====== Given records

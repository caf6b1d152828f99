use super::config::ServiceContext;
use super::notifier::{AlertEvent, Notifier};
use chrono::Utc;
use std::collections::BTreeMap;
use tracing::field::{Field, Visit};
use tracing::{Event, Level, Subscriber};
use tracing_subscriber::Layer;
use tracing_subscriber::layer::Context;

/// Forwards matching events to the notifier. Only event-level fields
/// are captured; span context is not needed for admin alerts.
#[derive(Clone)]
pub(crate) struct ErrorAlertLayer {
    notifier: Notifier,
    service_context: ServiceContext,
    min_level: Level,
}

impl ErrorAlertLayer {
    pub(crate) fn new(
        notifier: Notifier,
        service_context: ServiceContext,
        min_level: Level,
    ) -> Self {
        Self {
            notifier,
            service_context,
            min_level,
        }
    }
}

#[derive(Default)]
struct FieldMapVisitor {
    values: BTreeMap<String, String>,
}

impl Visit for FieldMapVisitor {
    fn record_debug(&mut self, field: &Field, value: &dyn std::fmt::Debug) {
        self.values
            .insert(field.name().to_string(), redact(field.name(), format!("{value:?}")));
    }

    fn record_str(&mut self, field: &Field, value: &str) {
        self.values
            .insert(field.name().to_string(), redact(field.name(), value.to_string()));
    }

    fn record_i64(&mut self, field: &Field, value: i64) {
        self.values
            .insert(field.name().to_string(), value.to_string());
    }

    fn record_u64(&mut self, field: &Field, value: u64) {
        self.values
            .insert(field.name().to_string(), value.to_string());
    }

    fn record_bool(&mut self, field: &Field, value: bool) {
        self.values
            .insert(field.name().to_string(), value.to_string());
    }
}

impl<S> Layer<S> for ErrorAlertLayer
where
    S: Subscriber,
{
    fn on_event(&self, event: &Event<'_>, _ctx: Context<'_, S>) {
        if *event.metadata().level() > self.min_level {
            return;
        }

        let mut visitor = FieldMapVisitor::default();
        event.record(&mut visitor);

        let mut message = None;
        if let Some(raw) = visitor.values.remove("message") {
            message = Some(unquote_debug_string(&raw));
        }

        let alert = AlertEvent {
            level: *event.metadata().level(),
            timestamp: Utc::now(),
            service_name: self.service_context.service_name.clone(),
            component: self.service_context.component.clone(),
            target: event.metadata().target().to_string(),
            message,
            fields: visitor.values,
        };

        self.notifier.try_notify(alert);
    }
}

fn unquote_debug_string(input: &str) -> String {
    let trimmed = input.trim();
    if trimmed.starts_with('"') && trimmed.ends_with('"') && trimmed.len() >= 2 {
        return trimmed[1..trimmed.len() - 1].to_string();
    }
    trimmed.to_string()
}

fn redact(field_name: &str, value: String) -> String {
    if is_sensitive_key(field_name) {
        return "[REDACTED]".to_string();
    }
    value
}

fn is_sensitive_key(field_name: &str) -> bool {
    let field = field_name.to_ascii_lowercase();
    field.contains("secret")
        || field.contains("password")
        || field.contains("token")
        || field.contains("authorization")
}

#[cfg(test)]
mod tests {
    use super::*;

    #[test]
    fn redacts_sensitive_field_names() {
        assert_eq!(redact("bot_token", "abc".to_string()), "[REDACTED]");
        assert_eq!(redact("service_token", "abc".to_string()), "[REDACTED]");
        assert_eq!(redact("user_id", "42".to_string()), "42");
    }

    #[test]
    fn unquotes_debug_formatted_messages() {
        assert_eq!(unquote_debug_string("\"hello\""), "hello");
        assert_eq!(unquote_debug_string("hello"), "hello");
    }
}
use chrono::{DateTime, Utc};

/// A chat user known to the bot. Access is represented solely by
/// `subscription_end`: absent or in the past means no active access.
#[derive(Debug, Clone)]
pub struct UserEntity {
    pub id: i64,
    pub username: Option<String>,
    pub subscription_end: Option<DateTime<Utc>>,
    pub created_at: DateTime<Utc>,
}

impl UserEntity {
    pub fn is_active_at(&self, now: DateTime<Utc>) -> bool {
        self.subscription_end.is_some_and(|end| end > now)
    }
}
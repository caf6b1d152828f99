use std::sync::Arc;

use thiserror::Error;
use tracing::{error, info};

use domain::{
    entities::tariffs::{InsertTariffEntity, TariffEntity},
    repositories::tariffs::TariffRepository,
};

#[derive(Debug, Error)]
pub enum CatalogError {
    #[error("invalid input: {0}")]
    Validation(String),
    #[error("tariff not found")]
    TariffNotFound,
    #[error(transparent)]
    Internal(#[from] anyhow::Error),
}

pub type CatalogResult<T> = std::result::Result<T, CatalogError>;

/// Admin management of the tariff catalog. Tariffs are snapshotted into
/// payments at sale time, so deleting one never rewrites history.
pub struct CatalogUseCase<T>
where
    T: TariffRepository + Send + Sync + 'static,
{
    tariff_repo: Arc<T>,
}

impl<T> CatalogUseCase<T>
where
    T: TariffRepository + Send + Sync + 'static,
{
    pub fn new(tariff_repo: Arc<T>) -> Self {
        Self { tariff_repo }
    }

    pub async fn create_tariff(
        &self,
        name: &str,
        price_minor: i32,
        duration_days: i32,
    ) -> CatalogResult<i32> {
        let name = name.trim();
        if name.is_empty() {
            return Err(CatalogError::Validation(
                "tariff name must not be empty".to_string(),
            ));
        }
        if price_minor <= 0 {
            return Err(CatalogError::Validation(
                "price must be a positive number".to_string(),
            ));
        }
        if duration_days <= 0 {
            return Err(CatalogError::Validation(
                "duration must be a positive number of days".to_string(),
            ));
        }

        let tariff_id = self
            .tariff_repo
            .create(InsertTariffEntity {
                name: name.to_string(),
                price_minor,
                duration_days,
            })
            .await
            .map_err(|err| {
                error!(db_error = ?err, "catalog: failed to create tariff");
                CatalogError::Internal(err)
            })?;

        info!(tariff_id, price_minor, duration_days, "catalog: tariff created");
        Ok(tariff_id)
    }

    pub async fn list_tariffs(&self) -> CatalogResult<Vec<TariffEntity>> {
        let tariffs = self.tariff_repo.list().await.map_err(|err| {
            error!(db_error = ?err, "catalog: failed to list tariffs");
            CatalogError::Internal(err)
        })?;

        Ok(tariffs)
    }

    pub async fn delete_tariff(&self, tariff_id: i32) -> CatalogResult<()> {
        let deleted = self.tariff_repo.delete(tariff_id).await.map_err(|err| {
            error!(tariff_id, db_error = ?err, "catalog: failed to delete tariff");
            CatalogError::Internal(err)
        })?;

        if !deleted {
            return Err(CatalogError::TariffNotFound);
        }

        info!(tariff_id, "catalog: tariff deleted");
        Ok(())
    }
}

============

- Brief: Provide the number of lines in the entries that include "impl", and no other text.

- Output for this exercise: 5